Дмитрий Мережковский - Жизнь и творчество
При неисчерпаемых богатствах Л. Толстого в других областях, тем поразительнее скудость не только исторической, но и вообще культурно-бытовой окраски в его произведениях. Так называемые «вещи», смиренные и безмолвные спутники человеческой жизни, неодушевленные, но легко одушевляющиеся, отражающие образ человеческий, у Л. Толстого не живут, не действуют. Только в «Детстве и отрочестве» есть любовное описание домашней обстановки русской помещичьей семьи; впоследствии, однако, это сочувствие к быту сословия, из которого он вышел, заглушается в нем и отравляется нравственным осуждением, преднамеренным сопоставлением с бытом простого народа. Но и этот народный быт, от «Поликушки» до «Власти тьмы», является все с более и более мрачными тенями, не целостным, эпически стройным, благолепным (как у Кольцова и Пушкина), а полуразрушенным, болезненно искаженным и обезображенным городскою культурою. И, наконец, уже изображение всякого быта, всякой человеческой культуры становится для него не средством самостоятельного художественного действия, а только посылкою для отвлеченных нравственных выводов, осуждений и оправданий.

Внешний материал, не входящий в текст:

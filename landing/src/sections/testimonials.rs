use super::SectionHeader;
use leptos::prelude::*;
use std::sync::{Arc, Mutex, MutexGuard, PoisonError};
use touchstone_core::carousel::{Carousel, CarouselEvent, TimerCommand};
use touchstone_core::config::SiteConfig;
use touchstone_core::content::{Avatar, ContentCatalog, Testimonial};
use touchstone_core::timers::TimerSlots;

type CarouselTimers = TimerSlots<IntervalHandle, TimeoutHandle>;

/// Runs [`Carousel`] transitions and turns its timer commands into real
/// `setInterval` / `setTimeout` registrations.
///
/// Browser counterpart of `touchstone_core::timeline::Timeline`: both keep
/// their handles in [`TimerSlots`], so teardown gating and single-flight
/// replacement behave the same in either host.
#[derive(Clone)]
struct CarouselDriver {
    state: RwSignal<Carousel>,
    timers: Arc<Mutex<CarouselTimers>>,
}

impl CarouselDriver {
    fn new(carousel: Carousel) -> Self {
        Self {
            state: RwSignal::new(carousel),
            timers: Arc::default(),
        }
    }

    fn timers(&self) -> MutexGuard<'_, CarouselTimers> {
        self.timers.lock().unwrap_or_else(PoisonError::into_inner)
    }

    fn mount(&self) {
        let commands = self.state.get_untracked().mount();
        self.run(commands);
    }

    fn dispatch(&self, event: CarouselEvent) {
        if self.timers().is_torn_down() {
            return;
        }
        if let Some(commands) = self.state.try_update(|carousel| carousel.handle(event)) {
            self.run(commands);
        }
    }

    fn run(&self, commands: Vec<TimerCommand>) {
        for command in commands {
            match command {
                TimerCommand::ScheduleAutoAdvance(period) => {
                    let driver = self.clone();
                    let scheduled = set_interval_with_handle(
                        move || driver.dispatch(CarouselEvent::AutoAdvance),
                        period,
                    );
                    match scheduled {
                        Ok(handle) => {
                            let stale = self.timers().arm_auto_advance(handle);
                            if let Some(stale) = stale {
                                stale.clear();
                            }
                        }
                        Err(e) => tracing::warn!(error = ?e, "could not arm carousel auto-advance"),
                    }
                }
                TimerCommand::CancelAutoAdvance => {
                    let armed = self.timers().cancel_auto_advance();
                    if let Some(handle) = armed {
                        handle.clear();
                    }
                }
                TimerCommand::ScheduleResume(delay) => {
                    let id = self.timers().reserve_resume();
                    let driver = self.clone();
                    let scheduled = set_timeout_with_handle(
                        move || {
                            driver.timers().take_resume(id);
                            driver.dispatch(CarouselEvent::Resume);
                        },
                        delay,
                    );
                    match scheduled {
                        Ok(handle) => {
                            let rejected = self.timers().arm_resume(id, handle);
                            if let Some(handle) = rejected {
                                handle.clear();
                            }
                        }
                        Err(e) => tracing::warn!(error = ?e, "could not arm carousel resume"),
                    }
                }
            }
        }
    }

    /// Clears every armed timer. Later callbacks and clicks are ignored.
    fn teardown(&self) {
        let (auto_advance, resumes) = self.timers().teardown();
        if let Some(handle) = auto_advance {
            handle.clear();
        }
        for handle in resumes {
            handle.clear();
        }
        tracing::debug!("carousel timers cleared");
    }
}

#[component]
pub fn Testimonials() -> impl IntoView {
    let catalog = expect_context::<ContentCatalog>();
    let config = expect_context::<SiteConfig>();
    let carousel = Carousel::new(catalog.testimonials.len(), config.carousel);
    let testimonials = StoredValue::new(catalog.testimonials);

    let driver = CarouselDriver::new(carousel);
    driver.mount();
    on_cleanup({
        let driver = driver.clone();
        move || driver.teardown()
    });

    let state = driver.state;
    let visible = move || {
        let carousel = state.get();
        testimonials.with_value(|all| {
            carousel
                .visible(all)
                .iter()
                .cloned()
                .map(|testimonial| view! { <TestimonialCard testimonial /> })
                .collect::<Vec<_>>()
        })
    };

    let previous = {
        let driver = driver.clone();
        move |_| driver.dispatch(CarouselEvent::Previous)
    };
    let next = move |_| driver.dispatch(CarouselEvent::Next);

    view! {
        <section class="testimonials">
            <div class="container">
                <SectionHeader id="testimonials" />
                <div class="testimonials-carousel">
                    <button
                        class="carousel-button carousel-button-prev"
                        aria-label="Previous testimonials"
                        disabled=move || !state.get().can_go_previous()
                        on:click=previous
                    >
                        "‹"
                    </button>
                    <div class="testimonials-grid">{visible}</div>
                    <button
                        class="carousel-button carousel-button-next"
                        aria-label="Next testimonials"
                        disabled=move || !state.get().can_go_next()
                        on:click=next
                    >
                        "›"
                    </button>
                </div>
            </div>
        </section>
    }
}

#[component]
fn TestimonialCard(testimonial: Testimonial) -> impl IntoView {
    let avatar = match testimonial.avatar() {
        Avatar::Logo(src) => view! {
            <img class="testimonial-logo" src=src.to_string() alt=testimonial.author.clone() />
        }
        .into_any(),
        Avatar::Image(src) => view! {
            <img class="testimonial-avatar" src=src.to_string() alt=testimonial.author.clone() />
        }
        .into_any(),
        Avatar::Initial(letter) => view! {
            <div class="testimonial-initial" aria-hidden="true">{letter.to_string()}</div>
        }
        .into_any(),
    };

    view! {
        <figure class="testimonial-card">
            <div class="testimonial-stars" aria-label="5 out of 5 stars">"★★★★★"</div>
            <blockquote class="testimonial-quote">{testimonial.quote}</blockquote>
            <figcaption class="testimonial-author">
                {avatar}
                <div>
                    <p class="testimonial-name">{testimonial.author}</p>
                    <p class="testimonial-role">{testimonial.role}</p>
                </div>
            </figcaption>
        </figure>
    }
}
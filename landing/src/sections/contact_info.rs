use leptos::prelude::*;
use touchstone_core::config::SiteConfig;

/// Email, phone and location sidebar next to the contact form.
#[component]
pub fn ContactInfo() -> impl IntoView {
    let contact = expect_context::<SiteConfig>().contact;
    let mailto = contact.mailto_href();
    let tel = contact.phone_href();

    view! {
        <aside class="contact-info">
            <h2 class="contact-info-title">"Contact Information"</h2>
            <div class="contact-info-item">
                <h3>"Email"</h3>
                <a href=mailto>{contact.email}</a>
            </div>
            <div class="contact-info-item">
                <h3>"Phone"</h3>
                <a href=tel>{contact.phone_display}</a>
            </div>
            <div class="contact-info-item">
                <h3>"Location"</h3>
                {contact
                    .location
                    .into_iter()
                    .map(|line| view! { <p>{line}</p> })
                    .collect::<Vec<_>>()}
            </div>
        </aside>
    }
}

Действительная, никогда ему не изменяющая сила художественного освещения сосредоточена у Л. Толстого, как мы видели, на телесном облике, на внешних движениях и внутренних состояниях, ощущениях действующих лиц — на их «душевном человеке». По мере отдаления от этого средоточия свет слабеет, так что мы все с меньшею и меньшею ясностью различаем их одежды, подробности их домашнего быта, внутреннюю обстановку их жилищ, уличную жизнь тех городов, в которых они обитают, и, наконец, всего менее ту умственную и нравственную атмосферу, тот культурно-исторический воздух, который образуется не только всем истинным, вечным, но и предрассудочным, условным, искусственным, что свойственно каждому времени. Масонство Пьера Безухова — неудачный опыт в этом роде, и Л. Толстой впоследствии уже никогда не возвращался к подобным опытам. Пушкинская Татьяна слушает сказки няни, размышляет над простодушным Мартыном Задекою и над чувствительным Мармонтелем. Нам ясно, как Дарвин и Молешотт подействовали на Базарова, как он должен относиться к Пушкину или Сикстинской Мадонне. Нам хорошо известны книги, изображающие любовную страсть, которые прочла madame Bovary, и как именно повлияли они на зарождение и развитие ее собственной страсти. Но тщетно старались бы мы угадать, кто больше нравится Анне Карениной — Лермонтов или Пушкин, Тютчев или Баратынский. Ей, впрочем, не до книг. Кажется, что эти глаза, которые так умеют плакать и смеяться, блистать любовью и ненавистью, вовсе не умеют читать и смотреть на произведения искусства.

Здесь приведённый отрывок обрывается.